**Data for processing**

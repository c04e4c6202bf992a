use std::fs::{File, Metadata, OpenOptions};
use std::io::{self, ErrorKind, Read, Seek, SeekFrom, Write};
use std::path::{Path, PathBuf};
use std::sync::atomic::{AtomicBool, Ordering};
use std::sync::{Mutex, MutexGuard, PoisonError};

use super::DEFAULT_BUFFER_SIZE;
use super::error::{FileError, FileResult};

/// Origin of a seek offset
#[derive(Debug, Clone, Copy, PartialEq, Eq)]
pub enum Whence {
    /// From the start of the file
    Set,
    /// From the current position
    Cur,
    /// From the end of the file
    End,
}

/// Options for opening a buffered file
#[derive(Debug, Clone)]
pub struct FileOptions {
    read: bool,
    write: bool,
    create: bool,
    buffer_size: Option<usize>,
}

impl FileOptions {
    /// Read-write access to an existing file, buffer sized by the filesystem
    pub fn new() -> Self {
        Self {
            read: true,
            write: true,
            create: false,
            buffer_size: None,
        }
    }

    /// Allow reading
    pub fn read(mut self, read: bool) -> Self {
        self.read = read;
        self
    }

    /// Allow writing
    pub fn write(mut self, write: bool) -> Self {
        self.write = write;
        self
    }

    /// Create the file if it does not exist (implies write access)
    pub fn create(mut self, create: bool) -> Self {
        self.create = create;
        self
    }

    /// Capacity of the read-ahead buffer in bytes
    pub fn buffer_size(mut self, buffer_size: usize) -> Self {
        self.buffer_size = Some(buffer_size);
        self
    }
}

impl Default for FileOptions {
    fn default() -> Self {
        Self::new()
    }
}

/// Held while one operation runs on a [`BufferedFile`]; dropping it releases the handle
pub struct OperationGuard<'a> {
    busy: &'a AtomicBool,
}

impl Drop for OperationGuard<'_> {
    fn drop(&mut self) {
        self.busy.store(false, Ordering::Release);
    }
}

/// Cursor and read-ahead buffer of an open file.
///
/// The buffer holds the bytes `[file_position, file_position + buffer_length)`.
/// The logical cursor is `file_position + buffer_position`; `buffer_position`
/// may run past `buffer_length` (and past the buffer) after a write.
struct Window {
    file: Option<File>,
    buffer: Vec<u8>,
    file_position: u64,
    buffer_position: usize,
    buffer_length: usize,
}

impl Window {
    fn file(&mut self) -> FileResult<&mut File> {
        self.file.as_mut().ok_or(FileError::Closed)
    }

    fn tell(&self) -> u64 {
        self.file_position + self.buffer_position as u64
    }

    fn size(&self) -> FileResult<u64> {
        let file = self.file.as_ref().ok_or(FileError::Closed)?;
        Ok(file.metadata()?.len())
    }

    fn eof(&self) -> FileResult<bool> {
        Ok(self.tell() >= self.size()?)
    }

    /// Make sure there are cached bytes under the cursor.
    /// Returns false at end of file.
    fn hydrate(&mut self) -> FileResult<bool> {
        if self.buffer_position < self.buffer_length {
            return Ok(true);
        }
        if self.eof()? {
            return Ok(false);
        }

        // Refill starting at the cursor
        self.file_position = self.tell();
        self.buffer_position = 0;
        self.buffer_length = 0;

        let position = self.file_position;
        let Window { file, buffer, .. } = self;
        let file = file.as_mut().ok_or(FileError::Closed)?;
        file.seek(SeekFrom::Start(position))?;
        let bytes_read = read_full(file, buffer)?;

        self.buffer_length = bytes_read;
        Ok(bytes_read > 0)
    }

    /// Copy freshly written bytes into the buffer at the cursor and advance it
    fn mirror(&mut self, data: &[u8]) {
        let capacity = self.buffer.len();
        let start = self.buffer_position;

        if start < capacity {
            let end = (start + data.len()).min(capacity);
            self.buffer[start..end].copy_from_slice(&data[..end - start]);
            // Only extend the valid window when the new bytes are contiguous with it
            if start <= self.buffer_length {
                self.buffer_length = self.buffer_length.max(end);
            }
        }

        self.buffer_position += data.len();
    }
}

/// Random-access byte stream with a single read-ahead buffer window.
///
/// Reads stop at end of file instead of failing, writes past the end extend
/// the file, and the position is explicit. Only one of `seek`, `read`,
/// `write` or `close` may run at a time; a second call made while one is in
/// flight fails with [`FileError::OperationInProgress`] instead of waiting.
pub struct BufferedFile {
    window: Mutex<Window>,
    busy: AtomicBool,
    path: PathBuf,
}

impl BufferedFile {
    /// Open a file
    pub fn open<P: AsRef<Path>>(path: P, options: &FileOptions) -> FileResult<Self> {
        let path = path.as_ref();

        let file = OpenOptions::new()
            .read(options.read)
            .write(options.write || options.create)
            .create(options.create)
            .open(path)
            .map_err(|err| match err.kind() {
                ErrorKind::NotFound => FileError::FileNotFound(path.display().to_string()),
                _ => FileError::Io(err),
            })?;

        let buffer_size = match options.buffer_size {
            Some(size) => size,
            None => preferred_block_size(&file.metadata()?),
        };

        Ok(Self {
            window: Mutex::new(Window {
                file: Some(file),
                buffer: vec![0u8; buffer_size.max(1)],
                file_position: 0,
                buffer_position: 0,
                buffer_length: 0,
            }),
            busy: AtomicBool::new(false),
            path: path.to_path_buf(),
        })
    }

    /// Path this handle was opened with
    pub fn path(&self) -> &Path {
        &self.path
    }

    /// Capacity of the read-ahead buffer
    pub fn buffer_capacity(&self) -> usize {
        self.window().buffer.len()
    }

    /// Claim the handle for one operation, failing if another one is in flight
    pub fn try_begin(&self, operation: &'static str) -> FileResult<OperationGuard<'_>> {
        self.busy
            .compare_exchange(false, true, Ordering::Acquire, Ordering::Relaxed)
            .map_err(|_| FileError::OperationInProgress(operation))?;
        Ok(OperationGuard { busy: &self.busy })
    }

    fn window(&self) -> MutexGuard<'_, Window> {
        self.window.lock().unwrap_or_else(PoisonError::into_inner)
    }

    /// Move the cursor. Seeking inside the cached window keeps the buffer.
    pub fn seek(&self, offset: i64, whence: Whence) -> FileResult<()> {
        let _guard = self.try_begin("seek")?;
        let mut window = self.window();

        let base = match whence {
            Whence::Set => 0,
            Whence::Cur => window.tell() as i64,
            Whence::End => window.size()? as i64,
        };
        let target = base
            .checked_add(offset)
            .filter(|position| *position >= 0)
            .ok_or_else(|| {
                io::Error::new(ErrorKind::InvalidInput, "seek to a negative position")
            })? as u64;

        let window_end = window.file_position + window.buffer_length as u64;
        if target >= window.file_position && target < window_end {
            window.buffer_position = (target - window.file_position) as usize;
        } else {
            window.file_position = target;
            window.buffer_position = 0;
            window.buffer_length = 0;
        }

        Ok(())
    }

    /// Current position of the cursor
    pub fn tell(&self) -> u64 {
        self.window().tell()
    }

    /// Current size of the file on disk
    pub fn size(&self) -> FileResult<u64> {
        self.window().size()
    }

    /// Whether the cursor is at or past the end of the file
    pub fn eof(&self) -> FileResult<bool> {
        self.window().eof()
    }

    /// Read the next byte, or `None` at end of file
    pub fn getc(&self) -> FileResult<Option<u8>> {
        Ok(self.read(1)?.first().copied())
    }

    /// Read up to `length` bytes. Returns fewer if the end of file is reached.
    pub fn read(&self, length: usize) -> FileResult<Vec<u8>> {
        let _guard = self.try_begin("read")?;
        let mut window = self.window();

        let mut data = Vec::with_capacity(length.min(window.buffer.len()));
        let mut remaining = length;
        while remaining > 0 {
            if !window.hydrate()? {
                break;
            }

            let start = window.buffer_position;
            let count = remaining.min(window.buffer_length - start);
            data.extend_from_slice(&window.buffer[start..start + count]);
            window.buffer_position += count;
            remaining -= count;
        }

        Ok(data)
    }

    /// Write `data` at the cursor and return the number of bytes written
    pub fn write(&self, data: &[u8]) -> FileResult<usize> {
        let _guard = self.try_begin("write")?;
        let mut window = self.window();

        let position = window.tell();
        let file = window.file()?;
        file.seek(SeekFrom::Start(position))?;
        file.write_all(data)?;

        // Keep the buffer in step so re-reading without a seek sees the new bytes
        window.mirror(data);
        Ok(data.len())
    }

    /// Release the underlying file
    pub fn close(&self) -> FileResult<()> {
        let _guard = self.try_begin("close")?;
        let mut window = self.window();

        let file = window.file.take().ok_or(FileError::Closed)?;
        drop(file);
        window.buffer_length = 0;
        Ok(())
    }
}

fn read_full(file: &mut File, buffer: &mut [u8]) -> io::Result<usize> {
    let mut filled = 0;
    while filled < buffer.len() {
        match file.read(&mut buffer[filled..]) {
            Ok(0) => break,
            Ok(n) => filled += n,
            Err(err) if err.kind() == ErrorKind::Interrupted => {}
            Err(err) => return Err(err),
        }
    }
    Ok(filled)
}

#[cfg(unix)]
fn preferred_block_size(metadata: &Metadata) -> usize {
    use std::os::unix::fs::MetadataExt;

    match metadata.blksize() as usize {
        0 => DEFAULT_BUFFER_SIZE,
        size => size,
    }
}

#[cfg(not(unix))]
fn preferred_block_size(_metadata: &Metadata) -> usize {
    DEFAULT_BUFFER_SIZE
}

**To do**
Look for the string "cached" in the records, and copy every line where it is found.

**Answer to this problem**
    /// Make sure there are cached bytes under the cursor.
    /// Move the cursor. Seeking inside the cached window keeps the buffer.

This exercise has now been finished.